- **Extracted records**
-- Opening Marker --

//! Asset caching
//!
//! The physics builder and the renderer both need the meshes a model
//! references. [`AssetCache`] loads each file once, hands out shared `Arc`
//! data, and remembers paths that failed so a missing mesh is reported once
//! rather than on every lookup.
//!
//! # Example
//!
//! ```ignore
//! let mut cache = AssetCache::new();
//! let handle = cache.load::<MeshAsset>("meshes/link1.STL")?;
//! let mesh: Arc<MeshAsset> = cache.get::<MeshAsset>(&handle).unwrap();
//! ```

use std::any::Any;
use std::collections::HashMap;
use std::path::{Path, PathBuf};
use std::sync::Arc;

use crate::asset_error::AssetError;
use crate::mesh::{MeshAsset, MeshResolver};
use crate::model::RobotModel;

/// Unique identifier for an asset in the cache.
///
/// IDs are assigned sequentially starting from 1.
pub type AssetId = u64;

/// A lightweight handle to a cached asset.
#[derive(Clone, Debug, Hash, Eq, PartialEq)]
pub struct AssetHandle {
    id: AssetId,
    path: PathBuf,
}

impl AssetHandle {
    /// Get the asset ID
    pub fn id(&self) -> AssetId {
        self.id
    }

    /// Get the file path this asset was loaded from
    pub fn path(&self) -> &Path {
        &self.path
    }
}

/// Trait for types that can be loaded from files and cached.
pub trait Asset: Sized + Send + Sync + 'static {
    /// Load this asset from the given file path.
    fn load_from_file(path: &Path) -> Result<Self, AssetError>;
}

/// Why a path failed to load
#[derive(Clone, Debug)]
enum Failure {
    NotFound,
    Other(String),
}

/// A type-erased asset cache keyed by file path
pub struct AssetCache {
    assets: HashMap<AssetId, Arc<dyn Any + Send + Sync>>,
    path_index: HashMap<PathBuf, AssetId>,
    /// Paths that failed to load
    failed: HashMap<PathBuf, Failure>,
    next_id: u64,
}

impl Default for AssetCache {
    fn default() -> Self {
        Self::new()
    }
}

impl AssetCache {
    /// Create a new empty asset cache.
    pub fn new() -> Self {
        Self {
            assets: HashMap::new(),
            path_index: HashMap::new(),
            failed: HashMap::new(),
            next_id: 1,
        }
    }

    /// Load an asset, or return the cached handle if already loaded.
    ///
    /// A path that failed before fails again without touching the disk.
    pub fn load<T: Asset>(&mut self, path: impl AsRef<Path>) -> Result<AssetHandle, AssetError> {
        let path = path.as_ref().to_path_buf();

        if let Some(&id) = self.path_index.get(&path) {
            return Ok(AssetHandle { id, path });
        }
        match self.failed.get(&path) {
            Some(Failure::NotFound) => {
                return Err(AssetError::NotFound(path.display().to_string()))
            }
            Some(Failure::Other(msg)) => return Err(AssetError::Parse(msg.clone())),
            None => {}
        }

        let data = match T::load_from_file(&path) {
            Ok(data) => data,
            Err(err) => {
                log::warn!("Failed to load asset {}: {}", path.display(), err);
                let failure = match &err {
                    AssetError::NotFound(_) => Failure::NotFound,
                    other => Failure::Other(other.to_string()),
                };
                self.failed.insert(path, failure);
                return Err(err);
            }
        };

        let id = self.next_id;
        self.next_id += 1;
        self.assets.insert(id, Arc::new(data));
        self.path_index.insert(path.clone(), id);

        Ok(AssetHandle { id, path })
    }

    /// Retrieve a cached asset, downcasting to the requested type.
    ///
    /// Returns `None` if the handle is stale or the type does not match.
    pub fn get<T: Asset>(&self, handle: &AssetHandle) -> Option<Arc<T>> {
        self.assets.get(&handle.id)?.clone().downcast::<T>().ok()
    }

    /// Resolve a URDF mesh filename and load it
    ///
    /// Returns `None` (after logging once) if the mesh is unavailable.
    pub fn mesh(&mut self, resolver: &MeshResolver, filename: &str) -> Option<Arc<MeshAsset>> {
        let path = resolver.resolve(filename);
        let handle = self.load::<MeshAsset>(&path).ok()?;
        self.get::<MeshAsset>(&handle)
    }

    /// Number of successfully loaded assets
    pub fn asset_count(&self) -> usize {
        self.assets.len()
    }

    /// Number of paths that failed to load
    pub fn failed_count(&self) -> usize {
        self.failed.len()
    }

    /// Check if an asset with the given handle is still in the cache.
    pub fn contains(&self, handle: &AssetHandle) -> bool {
        self.assets.contains_key(&handle.id)
    }

    /// Drop all cached data and failure records
    pub fn clear(&mut self) {
        self.assets.clear();
        self.path_index.clear();
        self.failed.clear();
    }
}

/// Mesh lookup shared by the physics builder and the renderer
///
/// Pairs a [`MeshResolver`] with an [`AssetCache`] so each mesh file is read
/// at most once per run.
#[derive(Default)]
pub struct MeshSource {
    resolver: MeshResolver,
    cache: AssetCache,
}

impl MeshSource {
    /// Create a mesh source over the given resolver
    pub fn new(resolver: MeshResolver) -> Self {
        Self {
            resolver,
            cache: AssetCache::new(),
        }
    }

    /// Mesh source for a model, optionally overriding its compiler meshdir
    pub fn for_model(model: &RobotModel, meshdir: Option<PathBuf>) -> Self {
        let meshdir = meshdir.or_else(|| model.compiler.meshdir.clone());
        Self::new(MeshResolver::new(meshdir))
    }

    /// Look up a mesh by URDF filename
    pub fn get(&mut self, filename: &str) -> Option<Arc<MeshAsset>> {
        self.cache.mesh(&self.resolver, filename)
    }

    /// The resolver in use
    pub fn resolver(&self) -> &MeshResolver {
        &self.resolver
    }

    /// The underlying cache
    pub fn cache(&self) -> &AssetCache {
        &self.cache
    }
}

#[cfg(test)]
mod tests {
    use super::*;
    use std::fs;
    use std::io::Write;

    /// A simple test asset: just holds a string loaded from a file.
    #[derive(Debug, Clone, PartialEq)]
    struct TextAsset {
        content: String,
    }

    impl Asset for TextAsset {
        fn load_from_file(path: &Path) -> Result<Self, AssetError> {
            let content = fs::read_to_string(path)?;
            Ok(TextAsset { content })
        }
    }

    #[derive(Debug)]
    struct OtherAsset;

    impl Asset for OtherAsset {
        fn load_from_file(_path: &Path) -> Result<Self, AssetError> {
            Ok(OtherAsset)
        }
    }

    fn create_file(dir: &Path, name: &str, content: &str) -> PathBuf {
        let path = dir.join(name);
        let mut file = fs::File::create(&path).unwrap();
        file.write_all(content.as_bytes()).unwrap();
        path
    }

    #[test]
    fn test_new_cache_is_empty() {
        let cache = AssetCache::new();
        assert_eq!(cache.asset_count(), 0);
        assert_eq!(cache.failed_count(), 0);
    }

    #[test]
    fn test_load_and_get() {
        let dir = tempfile::tempdir().unwrap();
        let path = create_file(dir.path(), "a.txt", "hello");
        let mut cache = AssetCache::new();
        let handle = cache.load::<TextAsset>(&path).unwrap();
        assert_eq!(handle.id(), 1);
        assert_eq!(handle.path(), path.as_path());
        let data = cache.get::<TextAsset>(&handle).unwrap();
        assert_eq!(data.content, "hello");
    }

    #[test]
    fn test_deduplication_by_path() {
        let dir = tempfile::tempdir().unwrap();
        let path = create_file(dir.path(), "a.txt", "x");
        let mut cache = AssetCache::new();
        let h1 = cache.load::<TextAsset>(&path).unwrap();
        let h2 = cache.load::<TextAsset>(&path).unwrap();
        assert_eq!(h1, h2);
        assert_eq!(cache.asset_count(), 1);
        let a = cache.get::<TextAsset>(&h1).unwrap();
        let b = cache.get::<TextAsset>(&h2).unwrap();
        assert!(Arc::ptr_eq(&a, &b));
    }

    #[test]
    fn test_type_mismatch_returns_none() {
        let dir = tempfile::tempdir().unwrap();
        let path = create_file(dir.path(), "a.txt", "x");
        let mut cache = AssetCache::new();
        let handle = cache.load::<TextAsset>(&path).unwrap();
        assert!(cache.get::<OtherAsset>(&handle).is_none());
    }

    #[test]
    fn test_failure_is_remembered() {
        let mut cache = AssetCache::new();
        let missing = Path::new("/nonexistent/missing.txt");
        // TextAsset surfaces the raw IO error, so the repeat is reported as a parse failure
        let first = cache.load::<TextAsset>(missing).unwrap_err();
        assert!(matches!(first, AssetError::Io(_)));
        assert_eq!(cache.failed_count(), 1);
        let second = cache.load::<TextAsset>(missing).unwrap_err();
        assert!(matches!(second, AssetError::Parse(_)));
        assert_eq!(cache.failed_count(), 1);
    }

    #[test]
    fn test_mesh_lookup_through_resolver() {
        let dir = tempfile::tempdir().unwrap();
        create_file(
            dir.path(),
            "tri.STL",
            "solid t\nfacet normal 0 0 1\nouter loop\nvertex 0 0 0\nvertex 1 0 0\nvertex 0 1 0\nendloop\nendfacet\nendsolid t\n",
        );
        let resolver = MeshResolver::new(Some(dir.path().to_path_buf()));
        let mut cache = AssetCache::new();
        let mesh = cache.mesh(&resolver, "package://robot/meshes/tri.STL").unwrap();
        assert_eq!(mesh.triangle_count(), 1);
        assert!(cache.mesh(&resolver, "package://robot/meshes/none.STL").is_none());
        assert_eq!(cache.asset_count(), 1);
        assert_eq!(cache.failed_count(), 1);
    }

    #[test]
    fn test_mesh_source_meshdir_override() {
        let model = crate::builtin::dofbot().unwrap();
        let source = MeshSource::for_model(&model, None);
        assert_eq!(source.resolver().meshdir(), model.compiler.meshdir.as_deref());

        let dir = tempfile::tempdir().unwrap();
        create_file(
            dir.path(),
            "link1.STL",
            "solid t\nfacet normal 0 0 1\nouter loop\nvertex 0 0 0\nvertex 1 0 0\nvertex 0 1 0\nendloop\nendfacet\nendsolid t\n",
        );
        let mut source = MeshSource::for_model(&model, Some(dir.path().to_path_buf()));
        assert!(source.get("package://dofbot_moveit/meshes/link1.STL").is_some());
        assert!(source.get("package://dofbot_moveit/meshes/link2.STL").is_none());
        assert_eq!(source.cache().asset_count(), 1);
    }

    #[test]
    fn test_clear() {
        let dir = tempfile::tempdir().unwrap();
        let path = create_file(dir.path(), "a.txt", "x");
        let mut cache = AssetCache::new();
        let handle = cache.load::<TextAsset>(&path).unwrap();
        cache.clear();
        assert!(!cache.contains(&handle));
        assert_eq!(cache.asset_count(), 0);
    }
}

-- Closing Marker --

- **Exercise requirements**
Find each line in the data above with the word "Debug", then copy it.

- **Response below**
#[derive(Clone, Debug, Hash, Eq, PartialEq)]
#[derive(Clone, Debug)]
    #[derive(Debug, Clone, PartialEq)]
    #[derive(Debug)]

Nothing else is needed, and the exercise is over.